SageMem

A GPU-memory-hierarchy-inspired memory layer for multi-agent LLM systems.

Four memory tiers (L1/L2/L3/DRAM), a MESI-style coherence protocol for shared beliefs, and capacity-based permission scoping — applied to semantic memory at the orchestration layer.

The problem

Multi-agent LLM systems have a memory problem that looks exactly like the one CPUs solved decades ago: many parallel compute units sharing state, with no principled protocol for who sees what updates when.

Existing frameworks (LangGraph, Mem0, Letta) handle concurrent writes with last-write-wins or ad-hoc reducers. Stale reads are silent. There is no cache coherence model in production multi-agent memory anywhere.

The approach

The GPU memory hierarchy was designed from day one for many parallel processors sharing state with bounded latency and explicit coherence. SageMem applies that model to semantic memory.

Tier	Analog	Storage	Scope	Latency
L1	SM registers + L1	In-memory LRU	Per-agent	~0.000ms
L2	Shared L2 per GPC	Redis	Per-cluster	~0.2ms
L3	Global shared memory	Postgres JSONB	Global	~0.5ms
DRAM	HBM / VRAM	Postgres + pgvector	Global/semantic	~0.4ms

MESI coherence: Each L1 cache entry carries a state (Modified / Exclusive / Shared / Invalid).
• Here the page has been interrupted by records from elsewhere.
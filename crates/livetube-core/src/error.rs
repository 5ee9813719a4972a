//! Error types for the extraction library
//!
//! Absence of a field in a response tree is never an error here — the query
//! engine reports it as a no-match result. Errors are reserved for transport
//! failures, structural parse failures, and upstream API error payloads.

use serde::{Serialize, Serializer};
use thiserror::Error;

/// Error type for all extraction operations
///
/// Implements Display for human-readable messages and Serialize
/// for embedding into application-facing payloads.
#[derive(Error, Debug)]
pub enum LivetubeError {
    /// HTTP request failed
    #[error("HTTP request failed: {0}")]
    HttpError(#[from] reqwest::Error),

    /// Embedded object or script could not be parsed
    #[error("Failed to parse page data: {0}")]
    ParseError(String),

    /// A known extraction anchor never matched
    #[error("{caller}: could not find match for {pattern}")]
    RegexMatchError { caller: String, pattern: String },

    /// The upstream API returned an error payload instead of data
    #[error("API error {code}: {message}")]
    ApiError { code: String, message: String },

    /// Signature program could not be recovered or applied for a stream format
    #[error("Cipher unresolvable: {0}")]
    CipherUnresolvable(String),

    /// Invalid video or channel id provided
    #[error("Invalid id: {0}")]
    InvalidId(String),

    /// Malformed top-level input handed to the library
    #[error("Invalid input: {0}")]
    InvalidInput(String),
}

impl LivetubeError {
    /// Shorthand for a [`LivetubeError::RegexMatchError`]
    pub(crate) fn regex_match(caller: &str, pattern: &str) -> Self {
        Self::RegexMatchError {
            caller: caller.to_string(),
            pattern: pattern.to_string(),
        }
    }
}

impl Serialize for LivetubeError {
    fn serialize<S>(&self, serializer: S) -> std::result::Result<S::Ok, S::Error>
    where
        S: Serializer,
    {
        serializer.serialize_str(&self.to_string())
    }
}

/// Result type alias for extraction operations
pub type Result<T> = std::result::Result<T, LivetubeError>;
When an agent writes a shared key, it broadcasts an InvalidateMessage over Redis pub/sub. All agents with that key cached receive the message and mark their entry Invalid. The next read re-fetches the fresh value.

Capacity as capability: Each agent declares which tiers it may access. ScopedHierarchy enforces this as a hard boundary — an agent restricted to L1+L2 physically cannot see L3 data.

Installation

Requires Python 3.12+, Redis, and Postgres with pgvector.

# Install dependencies
brew install redis postgresql pgvector
brew services start redis
brew services start postgresql
createdb sagemem_test
psql sagemem_test -c "CREATE EXTENSION IF NOT EXISTS vector;"

# Install the package
uv sync --extra dev

Usage

Basic hierarchy

import asyncio
from sagemem.tiers.l1 import L1Tier
from sagemem.tiers.l2 import L2Tier
from sagemem.tiers.l3 import L3Tier
from sagemem.hierarchy import MemoryHierarchy

async def main():
    l1 = L1Tier(capacity=128)
    l2 = L2Tier(url="redis://localhost:6379", namespace="myapp")
    l3 = L3Tier(dsn="postgresql://localhost/mydb")

    await l2.connect()
    await l3.connect()

    h = MemoryHierarchy(tiers=[l1, l2, l3])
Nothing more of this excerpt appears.